### Work task
Show each line of the entries below in which the word "data" appears.

### Records supplied
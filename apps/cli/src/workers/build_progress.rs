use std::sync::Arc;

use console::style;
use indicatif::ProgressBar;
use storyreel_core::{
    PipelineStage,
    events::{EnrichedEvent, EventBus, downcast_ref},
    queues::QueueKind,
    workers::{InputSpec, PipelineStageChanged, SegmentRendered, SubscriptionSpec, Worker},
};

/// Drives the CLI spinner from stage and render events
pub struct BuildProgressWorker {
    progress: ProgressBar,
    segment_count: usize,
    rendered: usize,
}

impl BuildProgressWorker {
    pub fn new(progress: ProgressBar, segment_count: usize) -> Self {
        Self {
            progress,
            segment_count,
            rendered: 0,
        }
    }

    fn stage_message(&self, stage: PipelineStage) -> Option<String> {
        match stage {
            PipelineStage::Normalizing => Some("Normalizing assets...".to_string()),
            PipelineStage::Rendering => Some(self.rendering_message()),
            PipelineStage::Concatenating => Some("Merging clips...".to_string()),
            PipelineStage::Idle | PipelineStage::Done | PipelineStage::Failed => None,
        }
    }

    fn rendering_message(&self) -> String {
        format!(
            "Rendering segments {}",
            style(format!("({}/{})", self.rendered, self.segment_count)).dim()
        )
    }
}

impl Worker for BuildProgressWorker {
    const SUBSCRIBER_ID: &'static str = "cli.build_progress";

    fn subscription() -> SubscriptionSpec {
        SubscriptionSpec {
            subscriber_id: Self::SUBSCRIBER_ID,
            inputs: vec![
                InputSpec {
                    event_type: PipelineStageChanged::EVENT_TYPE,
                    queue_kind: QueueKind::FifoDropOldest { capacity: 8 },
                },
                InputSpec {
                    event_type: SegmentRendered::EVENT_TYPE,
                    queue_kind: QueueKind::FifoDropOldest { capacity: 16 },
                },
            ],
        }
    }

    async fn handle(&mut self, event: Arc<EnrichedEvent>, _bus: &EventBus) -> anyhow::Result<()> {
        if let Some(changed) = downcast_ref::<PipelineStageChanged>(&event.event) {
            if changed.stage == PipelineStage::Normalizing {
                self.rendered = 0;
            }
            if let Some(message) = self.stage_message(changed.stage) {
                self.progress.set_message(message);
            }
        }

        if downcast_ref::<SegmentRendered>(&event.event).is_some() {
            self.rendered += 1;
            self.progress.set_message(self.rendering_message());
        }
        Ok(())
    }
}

---

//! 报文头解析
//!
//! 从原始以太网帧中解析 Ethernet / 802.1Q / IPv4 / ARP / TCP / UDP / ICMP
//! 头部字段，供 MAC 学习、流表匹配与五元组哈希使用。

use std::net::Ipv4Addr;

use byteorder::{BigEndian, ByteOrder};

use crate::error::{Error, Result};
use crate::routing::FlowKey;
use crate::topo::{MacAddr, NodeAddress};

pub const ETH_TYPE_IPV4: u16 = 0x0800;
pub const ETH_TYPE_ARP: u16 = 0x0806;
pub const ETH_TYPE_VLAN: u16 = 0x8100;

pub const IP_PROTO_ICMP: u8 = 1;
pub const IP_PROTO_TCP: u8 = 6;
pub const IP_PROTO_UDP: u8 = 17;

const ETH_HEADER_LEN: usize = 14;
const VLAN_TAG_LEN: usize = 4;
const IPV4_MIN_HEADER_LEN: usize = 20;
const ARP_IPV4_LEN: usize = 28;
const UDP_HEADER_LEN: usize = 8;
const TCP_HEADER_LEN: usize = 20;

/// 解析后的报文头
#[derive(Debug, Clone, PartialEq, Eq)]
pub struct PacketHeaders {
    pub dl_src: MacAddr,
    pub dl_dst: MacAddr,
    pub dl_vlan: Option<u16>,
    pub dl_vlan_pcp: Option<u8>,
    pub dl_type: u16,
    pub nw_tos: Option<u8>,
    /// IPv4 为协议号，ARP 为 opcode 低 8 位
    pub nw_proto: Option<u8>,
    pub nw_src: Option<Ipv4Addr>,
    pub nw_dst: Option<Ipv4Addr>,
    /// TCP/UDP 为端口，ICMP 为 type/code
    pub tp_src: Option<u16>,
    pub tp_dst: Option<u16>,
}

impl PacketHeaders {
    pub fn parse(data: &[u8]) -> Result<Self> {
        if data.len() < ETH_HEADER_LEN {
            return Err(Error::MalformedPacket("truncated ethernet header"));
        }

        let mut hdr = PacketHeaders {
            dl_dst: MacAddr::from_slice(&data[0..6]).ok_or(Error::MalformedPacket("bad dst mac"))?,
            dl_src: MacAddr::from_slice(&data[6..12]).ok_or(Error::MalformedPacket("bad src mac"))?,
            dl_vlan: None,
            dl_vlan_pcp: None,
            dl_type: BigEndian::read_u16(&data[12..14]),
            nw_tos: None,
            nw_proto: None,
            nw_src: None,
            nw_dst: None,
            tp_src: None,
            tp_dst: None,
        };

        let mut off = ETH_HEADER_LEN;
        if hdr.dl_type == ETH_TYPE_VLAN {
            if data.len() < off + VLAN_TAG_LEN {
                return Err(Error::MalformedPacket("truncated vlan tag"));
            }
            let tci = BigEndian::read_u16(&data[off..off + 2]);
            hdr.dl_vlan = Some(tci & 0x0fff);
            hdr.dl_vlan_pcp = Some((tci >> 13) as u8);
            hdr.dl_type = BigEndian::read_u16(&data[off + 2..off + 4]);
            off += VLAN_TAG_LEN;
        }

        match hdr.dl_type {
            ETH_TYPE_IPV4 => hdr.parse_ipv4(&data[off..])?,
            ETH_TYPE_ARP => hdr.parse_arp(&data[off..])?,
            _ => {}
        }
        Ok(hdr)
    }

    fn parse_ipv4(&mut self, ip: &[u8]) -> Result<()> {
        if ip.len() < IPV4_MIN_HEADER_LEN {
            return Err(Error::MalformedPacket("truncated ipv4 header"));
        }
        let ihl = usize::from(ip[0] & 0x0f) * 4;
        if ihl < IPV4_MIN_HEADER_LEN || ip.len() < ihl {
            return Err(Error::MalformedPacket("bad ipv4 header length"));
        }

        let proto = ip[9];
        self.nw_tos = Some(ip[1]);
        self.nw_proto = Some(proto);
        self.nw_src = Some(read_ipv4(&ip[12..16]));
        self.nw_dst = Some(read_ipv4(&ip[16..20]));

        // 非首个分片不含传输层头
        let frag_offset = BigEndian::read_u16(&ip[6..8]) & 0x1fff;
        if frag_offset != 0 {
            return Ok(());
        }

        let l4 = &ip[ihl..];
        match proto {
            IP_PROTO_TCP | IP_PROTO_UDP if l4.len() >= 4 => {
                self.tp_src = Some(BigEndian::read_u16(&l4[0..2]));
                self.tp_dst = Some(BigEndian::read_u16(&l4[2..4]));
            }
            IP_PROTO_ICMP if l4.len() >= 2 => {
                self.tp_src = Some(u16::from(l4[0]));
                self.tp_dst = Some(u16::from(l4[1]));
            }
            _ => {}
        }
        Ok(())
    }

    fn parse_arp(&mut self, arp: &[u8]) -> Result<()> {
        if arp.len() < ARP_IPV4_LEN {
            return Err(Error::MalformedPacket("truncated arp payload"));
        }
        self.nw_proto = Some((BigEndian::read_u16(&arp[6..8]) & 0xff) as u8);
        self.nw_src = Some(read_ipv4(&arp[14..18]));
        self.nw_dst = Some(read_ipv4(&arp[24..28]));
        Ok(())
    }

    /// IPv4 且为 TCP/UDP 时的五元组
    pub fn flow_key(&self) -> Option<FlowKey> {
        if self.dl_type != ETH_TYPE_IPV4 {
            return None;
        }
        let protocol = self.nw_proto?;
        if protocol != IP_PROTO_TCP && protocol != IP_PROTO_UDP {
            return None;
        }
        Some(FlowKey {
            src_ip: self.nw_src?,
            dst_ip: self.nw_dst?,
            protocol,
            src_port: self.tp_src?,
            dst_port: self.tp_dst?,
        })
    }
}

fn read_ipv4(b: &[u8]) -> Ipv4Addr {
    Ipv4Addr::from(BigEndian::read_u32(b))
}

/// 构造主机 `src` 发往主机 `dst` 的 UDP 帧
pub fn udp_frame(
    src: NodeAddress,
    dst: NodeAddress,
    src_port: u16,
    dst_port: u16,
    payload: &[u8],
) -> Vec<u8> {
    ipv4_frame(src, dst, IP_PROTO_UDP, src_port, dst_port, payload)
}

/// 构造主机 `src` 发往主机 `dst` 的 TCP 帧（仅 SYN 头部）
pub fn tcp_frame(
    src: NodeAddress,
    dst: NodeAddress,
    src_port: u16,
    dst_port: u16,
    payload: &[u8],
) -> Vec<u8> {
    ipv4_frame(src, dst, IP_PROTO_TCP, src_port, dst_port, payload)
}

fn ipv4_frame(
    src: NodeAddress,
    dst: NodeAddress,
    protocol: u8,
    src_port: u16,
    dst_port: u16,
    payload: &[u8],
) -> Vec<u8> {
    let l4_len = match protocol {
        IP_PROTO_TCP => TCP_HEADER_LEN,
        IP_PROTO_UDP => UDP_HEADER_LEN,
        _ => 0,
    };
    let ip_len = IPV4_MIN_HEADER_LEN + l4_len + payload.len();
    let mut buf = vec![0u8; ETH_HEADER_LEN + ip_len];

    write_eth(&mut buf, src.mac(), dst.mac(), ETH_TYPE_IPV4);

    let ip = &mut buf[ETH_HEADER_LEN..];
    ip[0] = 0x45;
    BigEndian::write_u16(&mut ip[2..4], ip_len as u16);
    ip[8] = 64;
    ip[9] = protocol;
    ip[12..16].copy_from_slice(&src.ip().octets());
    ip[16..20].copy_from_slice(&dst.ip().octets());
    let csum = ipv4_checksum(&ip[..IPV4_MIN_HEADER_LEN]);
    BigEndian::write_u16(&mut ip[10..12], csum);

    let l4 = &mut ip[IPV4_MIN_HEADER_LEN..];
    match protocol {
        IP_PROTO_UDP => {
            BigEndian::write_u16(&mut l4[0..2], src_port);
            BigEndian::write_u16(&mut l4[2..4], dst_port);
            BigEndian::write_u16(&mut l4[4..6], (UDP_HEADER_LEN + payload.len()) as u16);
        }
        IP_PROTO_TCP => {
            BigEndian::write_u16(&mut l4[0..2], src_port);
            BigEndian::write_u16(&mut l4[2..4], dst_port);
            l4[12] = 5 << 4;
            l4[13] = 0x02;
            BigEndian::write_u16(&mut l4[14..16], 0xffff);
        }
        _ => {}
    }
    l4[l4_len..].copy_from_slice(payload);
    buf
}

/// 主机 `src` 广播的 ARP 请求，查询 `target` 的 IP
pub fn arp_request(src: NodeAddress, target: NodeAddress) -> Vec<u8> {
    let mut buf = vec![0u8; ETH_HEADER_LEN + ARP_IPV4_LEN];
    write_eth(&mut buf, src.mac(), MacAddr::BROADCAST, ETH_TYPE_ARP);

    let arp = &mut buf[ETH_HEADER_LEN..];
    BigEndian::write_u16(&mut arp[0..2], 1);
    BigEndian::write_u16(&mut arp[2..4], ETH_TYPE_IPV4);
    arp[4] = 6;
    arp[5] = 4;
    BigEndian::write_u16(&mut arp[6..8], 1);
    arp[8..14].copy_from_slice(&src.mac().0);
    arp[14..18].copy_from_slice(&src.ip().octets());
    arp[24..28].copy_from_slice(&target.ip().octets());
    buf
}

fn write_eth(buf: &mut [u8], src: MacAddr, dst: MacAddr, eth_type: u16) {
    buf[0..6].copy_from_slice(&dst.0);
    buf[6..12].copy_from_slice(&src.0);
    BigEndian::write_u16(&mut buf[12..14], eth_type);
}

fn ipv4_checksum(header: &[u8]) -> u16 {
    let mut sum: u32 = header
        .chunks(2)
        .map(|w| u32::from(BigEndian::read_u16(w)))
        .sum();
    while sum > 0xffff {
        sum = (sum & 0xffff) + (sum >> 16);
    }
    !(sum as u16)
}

### Your response
    pub fn parse(data: &[u8]) -> Result<Self> {
        if data.len() < ETH_HEADER_LEN {
            dl_dst: MacAddr::from_slice(&data[0..6]).ok_or(Error::MalformedPacket("bad dst mac"))?,
            dl_src: MacAddr::from_slice(&data[6..12]).ok_or(Error::MalformedPacket("bad src mac"))?,
            dl_type: BigEndian::read_u16(&data[12..14]),
            if data.len() < off + VLAN_TAG_LEN {
            let tci = BigEndian::read_u16(&data[off..off + 2]);
            hdr.dl_type = BigEndian::read_u16(&data[off + 2..off + 4]);
            ETH_TYPE_IPV4 => hdr.parse_ipv4(&data[off..])?,
            ETH_TYPE_ARP => hdr.parse_arp(&data[off..])?,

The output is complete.